How about just boycott it because it's terrible for artists? It pays four tenths of a tenth of a cent per stream ($0.004), while raking in billions of profit each year.

Spotify's whole business model is exploitation.

Listen to music on whatever service, then if you like the artists music - buy the album, or the track / single. Sure, you may support fewer artists this way, but each artist gets paid literally 2500 times as much (album averages 9.99).

[–] [email protected] 0 points 7 hours ago* (last edited 7 hours ago) (1 children)

It pays four tenths of a tenth of a cent per stream ($0.004), while raking in billions of profit each year.

I think you're confusing Spotify with Apple or Google, just last year:

Spotify Just Turned an Annual Profit for the First Time Ever

https://www.thedailyupside.com/industries/media-entertainment/spotify-just-turned-an-annual-profit-for-the-first-time-ever/

This is the same year it paid out

its collective payments to the music industry for 2024 totaled $10 billion.

10 billion in a single year, not bad for a business model that's "exploitation"

One of the things people struggle to understand is that it's not the 70's anymore, there is more music being uploaded every minute that you can listen to in a year, this has a diluting effect on the value of the thing being uploaded

On top of this piracy which is what Spotify is competing against, like the true cheapskates who don't care about artists at all and simply rip youtube videos don't pay artists a cent (or $15 a month, 70% of which goes to the music industry)

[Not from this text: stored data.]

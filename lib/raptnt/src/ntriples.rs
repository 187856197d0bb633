//! A [N-Triples](https://www.w3.org/TR/n-triples/) streaming parser implemented by [`NTriplesParser`]
//! and a canonical serializer implemented by [`NTriplesSerializer`].

use crate::line_formats::NQuadsRecognizer;
use crate::toolkit::{
    FromReadIterator, FromSliceIterator, IteratorError, ParseError, Parser, SyntaxError,
};
use raptrdf::Triple;
use std::io::{self, Read, Write};

/// A [N-Triples](https://www.w3.org/TR/n-triples/) streaming parser.
///
/// The parse is strict and fatal: the first malformed line terminates
/// iteration with an error naming its 1-based line number, and nothing after
/// that point is produced. To resume, build a new parser over the input past
/// the failing line.
///
/// Count the number of people:
/// ```
/// use raptrdf::{NamedNodeRef, vocab::rdf};
/// use raptnt::NTriplesParser;
///
/// let file = b"<http://example.com/foo> <http://www.w3.org/1999/02/22-rdf-syntax-ns#type> <http://schema.org/Person> .
/// <http://example.com/foo> <http://schema.org/name> \"Foo\" .
/// <http://example.com/bar> <http://www.w3.org/1999/02/22-rdf-syntax-ns#type> <http://schema.org/Person> .
/// <http://example.com/bar> <http://schema.org/name> \"Bar\" .";
///
/// let schema_person = NamedNodeRef::new("http://schema.org/Person")?;
/// let mut count = 0;
/// for triple in NTriplesParser::new().parse_read(file.as_ref()) {
///     let triple = triple?;
///     if triple.predicate == rdf::TYPE && triple.object == schema_person.into_owned().into() {
///         count += 1;
///     }
/// }
/// assert_eq!(2, count);
/// # Result::<_,Box<dyn std::error::Error>>::Ok(())
/// ```
#[derive(Default, Clone)]
#[must_use]
pub struct NTriplesParser {
    lenient: bool,
}

impl NTriplesParser {
    /// Builds a new [`NTriplesParser`].
    #[inline]
    pub fn new() -> Self {
        Self::default()
    }

    /// Skips IRI validation, assuming the file only contains valid absolute IRIs.
    ///
    /// Note that if the file is actually not valid, broken RDF might be emitted by the parser.
    #[inline]
    pub fn lenient(mut self) -> Self {
        self.lenient = true;
        self
    }

    /// Parses a N-Triples file from a [`Read`] implementation, reading it chunk by chunk.
    ///
    /// The reader is owned until the returned iterator is dropped, and each
    /// call to `next` may block on it.
    pub fn parse_read<R: Read>(self, read: R) -> FromReadNTriplesReader<R> {
        FromReadNTriplesReader {
            inner: NQuadsRecognizer::new_parser(false, self.lenient).parse_read(read),
            peeked: None,
        }
    }

    /// Parses a N-Triples file from a byte slice already fully in memory.
    pub fn parse_slice(self, slice: &[u8]) -> FromSliceNTriplesReader {
        FromSliceNTriplesReader {
            inner: NQuadsRecognizer::new_parser(false, self.lenient).parse_slice(slice),
            peeked: None,
        }
    }

    /// Allows to parse a N-Triples file by using a low-level API.
    ///
    /// ```
    /// use raptnt::NTriplesParser;
    ///
    /// let file: [&[u8]; 2] = [
    ///     b"<http://example.com/foo> <http://schema.org/name> \"Foo\" .\n",
    ///     b"<http://example.com/bar> <http://schema.org/name> \"Bar\" .\n",
    /// ];
    ///
    /// let mut count = 0;
    /// let mut parser = NTriplesParser::new().parse();
    /// let mut file_chunks = file.iter();
    /// while !parser.is_end() {
    ///     // We feed more data to the parser
    ///     if let Some(chunk) = file_chunks.next() {
    ///         parser.extend_from_slice(chunk);
    ///     } else {
    ///         parser.end(); // It's finished
    ///     }
    ///     // We read as many triples from the parser as possible
    ///     while let Some(triple) = parser.read_next() {
    ///         triple?;
    ///         count += 1;
    ///     }
    /// }
    /// assert_eq!(2, count);
    /// # Result::<_,Box<dyn std::error::Error>>::Ok(())
    /// ```
    pub fn parse(self) -> LowLevelNTriplesReader {
        LowLevelNTriplesReader {
            parser: NQuadsRecognizer::new_parser(false, self.lenient),
        }
    }
}

/// Parses a N-Triples file from a [`Read`] implementation. Can be built using [`NTriplesParser::parse_read`].
#[must_use]
pub struct FromReadNTriplesReader<R: Read> {
    inner: FromReadIterator<R, NQuadsRecognizer>,
    peeked: Option<Option<Result<Triple, ParseError>>>,
}

impl<R: Read> FromReadNTriplesReader<R> {
    /// Non-destructive lookahead: returns `true` while a statement or an error remains to be read.
    pub fn has_next(&mut self) -> bool {
        if self.peeked.is_none() {
            let next = self.inner.next().map(|r| r.map(Triple::from));
            self.peeked = Some(next);
        }
        matches!(self.peeked, Some(Some(_)))
    }

    /// Reads the next triple, failing with [`IteratorError::Exhausted`] past the end of the input.
    pub fn next_triple(&mut self) -> Result<Triple, IteratorError> {
        match self.next() {
            Some(Ok(triple)) => Ok(triple),
            Some(Err(e)) => Err(e.into()),
            None => Err(IteratorError::Exhausted),
        }
    }
}

impl<R: Read> Iterator for FromReadNTriplesReader<R> {
    type Item = Result<Triple, ParseError>;

    fn next(&mut self) -> Option<Self::Item> {
        if let Some(peeked) = self.peeked.take() {
            return peeked;
        }
        Some(self.inner.next()?.map(Triple::from))
    }
}

/// Parses a N-Triples file from a byte slice. Can be built using [`NTriplesParser::parse_slice`].
#[must_use]
pub struct FromSliceNTriplesReader {
    inner: FromSliceIterator<NQuadsRecognizer>,
    peeked: Option<Option<Result<Triple, SyntaxError>>>,
}

impl FromSliceNTriplesReader {
    /// Non-destructive lookahead: returns `true` while a statement or an error remains to be read.
    pub fn has_next(&mut self) -> bool {
        if self.peeked.is_none() {
            let next = self.inner.next().map(|r| r.map(Triple::from));
            self.peeked = Some(next);
        }
        matches!(self.peeked, Some(Some(_)))
    }

    /// Reads the next triple, failing with [`IteratorError::Exhausted`] past the end of the input.
    pub fn next_triple(&mut self) -> Result<Triple, IteratorError> {
        match self.next() {
            Some(Ok(triple)) => Ok(triple),
            Some(Err(e)) => Err(e.into()),
            None => Err(IteratorError::Exhausted),
        }
    }
}

impl Iterator for FromSliceNTriplesReader {
    type Item = Result<Triple, SyntaxError>;

    fn next(&mut self) -> Option<Self::Item> {
        if let Some(peeked) = self.peeked.take() {
            return peeked;
        }
        Some(self.inner.next()?.map(Triple::from))
    }
}

/// Parses a N-Triples file by using a low-level API. Can be built using [`NTriplesParser::parse`].
pub struct LowLevelNTriplesReader {
    parser: Parser<NQuadsRecognizer>,
}

impl LowLevelNTriplesReader {
    /// Adds some extra bytes to the parser. Should be called when [`read_next`](Self::read_next) returns [`None`] and there is still unread data.
    pub fn extend_from_slice(&mut self, other: &[u8]) {
        self.parser.extend_from_slice(other);
    }

    /// Tell the parser that the file is finished.
    ///
    /// This triggers the parsing of the final bytes and might lead [`read_next`](Self::read_next) to return some extra values.
    pub fn end(&mut self) {
        self.parser.end();
    }

    /// Returns if the parsing is finished i.e. [`end`](Self::end) has been called and [`read_next`](Self::read_next) is always going to return `None`.
    pub fn is_end(&self) -> bool {
        self.parser.is_end()
    }

    /// Attempt to parse a new triple from the already provided data.
    ///
    /// Returns [`None`] if the parsing is finished or more data is required.
    /// If it is the case more data should be fed using [`extend_from_slice`](Self::extend_from_slice).
    pub fn read_next(&mut self) -> Option<Result<Triple, SyntaxError>> {
        Some(self.parser.read_next()?.map(Triple::from))
    }
}

/// A [canonical](https://www.w3.org/TR/n-triples/#canonical-ntriples) [N-Triples](https://www.w3.org/TR/n-triples/) serializer.
///
/// ```
/// use raptrdf::{NamedNode, Triple};
/// use raptnt::NTriplesSerializer;
///
/// let mut writer = NTriplesSerializer::new().serialize_to_write(Vec::new());
/// writer.write_triple(&Triple::new(
///     NamedNode::new("http://example.com#me")?,
///     NamedNode::new("http://www.w3.org/1999/02/22-rdf-syntax-ns#type")?,
///     NamedNode::new("http://schema.org/Person")?,
/// ))?;
/// assert_eq!(
///     b"<http://example.com#me> <http://www.w3.org/1999/02/22-rdf-syntax-ns#type> <http://schema.org/Person> .\n",
///     writer.finish().as_slice()
/// );
/// # Result::<_,Box<dyn std::error::Error>>::Ok(())
/// ```
#[derive(Default)]
#[must_use]
pub struct NTriplesSerializer;

impl NTriplesSerializer {
    /// Builds a new [`NTriplesSerializer`].
    #[inline]
    pub fn new() -> Self {
        Self
    }

    /// Writes a N-Triples file to a [`Write`] implementation.
    pub fn serialize_to_write<W: Write>(self, write: W) -> ToWriteNTriplesWriter<W> {
        ToWriteNTriplesWriter {
            write,
            writer: self.serialize(),
        }
    }

    /// Builds a low-level N-Triples writer.
    #[allow(clippy::unused_self)]
    pub fn serialize(self) -> LowLevelNTriplesWriter {
        LowLevelNTriplesWriter
    }
}

/// Writes a N-Triples file to a [`Write`] implementation. Can be built using [`NTriplesSerializer::serialize_to_write`].
#[must_use]
pub struct ToWriteNTriplesWriter<W: Write> {
    write: W,
    writer: LowLevelNTriplesWriter,
}

impl<W: Write> ToWriteNTriplesWriter<W> {
    /// Writes an extra triple.
    pub fn write_triple(&mut self, t: &Triple) -> io::Result<()> {
        self.writer.write_triple(t, &mut self.write)
    }

    /// Ends the write process and returns the underlying [`Write`].
    pub fn finish(self) -> W {
        self.write
    }
}

/// Writes a N-Triples file by using a low-level API. Can be built using [`NTriplesSerializer::serialize`].
pub struct LowLevelNTriplesWriter;

impl LowLevelNTriplesWriter {
    /// Writes an extra triple.
    #[allow(clippy::unused_self)]
    pub fn write_triple(&mut self, t: &Triple, mut write: impl Write) -> io::Result<()> {
        writeln!(write, "{t} .")
    }
}

#[cfg(test)]
mod tests {
    use super::*;
    use raptrdf::{Literal, NamedNode};

    #[test]
    fn lenient_parsing_keeps_relative_iris() {
        let triples = NTriplesParser::new()
            .lenient()
            .parse_slice(b"<foo> <bar> \"baz\" .")
            .collect::<Result<Vec<_>, _>>()
            .unwrap();
        assert_eq!(
            triples,
            [Triple::new(
                NamedNode::new_unchecked("foo"),
                NamedNode::new_unchecked("bar"),
                Literal::new_simple_literal("baz"),
            )]
        );
    }

    #[test]
    fn strict_parsing_rejects_relative_iris() {
        let error = NTriplesParser::new()
            .parse_slice(b"<foo> <bar> \"baz\" .")
            .collect::<Result<Vec<_>, _>>()
            .unwrap_err();
        assert!(matches!(
            error.lex_error(),
            Some(crate::toolkit::LexError::InvalidIri(_))
        ));
    }

    #[test]
    fn fourth_term_is_rejected() {
        let error = NTriplesParser::new()
            .parse_slice(
                b"<http://example.com/s> <http://example.com/p> <http://example.com/o> <http://example.com/g> .",
            )
            .collect::<Result<Vec<_>, _>>()
            .unwrap_err();
        assert_eq!(
            error.assemble_error(),
            Some(&crate::toolkit::AssembleError::UnexpectedTermCount(4))
        );
    }
}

Listen to music on whatever service, then if you like the artists music - buy the album, or the track / single. Sure, you may support fewer artists this way, but each artist gets paid literally 2500 times as much (album averages 9.99).

I do agree with this though

[–] [email protected] 0 points 4 hours ago* (last edited 4 hours ago)

Didn't confuse them with anyone, they put out a quarterly report as all publicly-traded companies do, and they're on track to do over $2 billion in profit this year ($17b revenue).

What I didn't go into depths to describe is that the vast majority of their money goes to big labels and several big artists they have less-favourable (to Spotify) contracts with, because those big labels and artists know they can pressure Spotify to get a bigger slice.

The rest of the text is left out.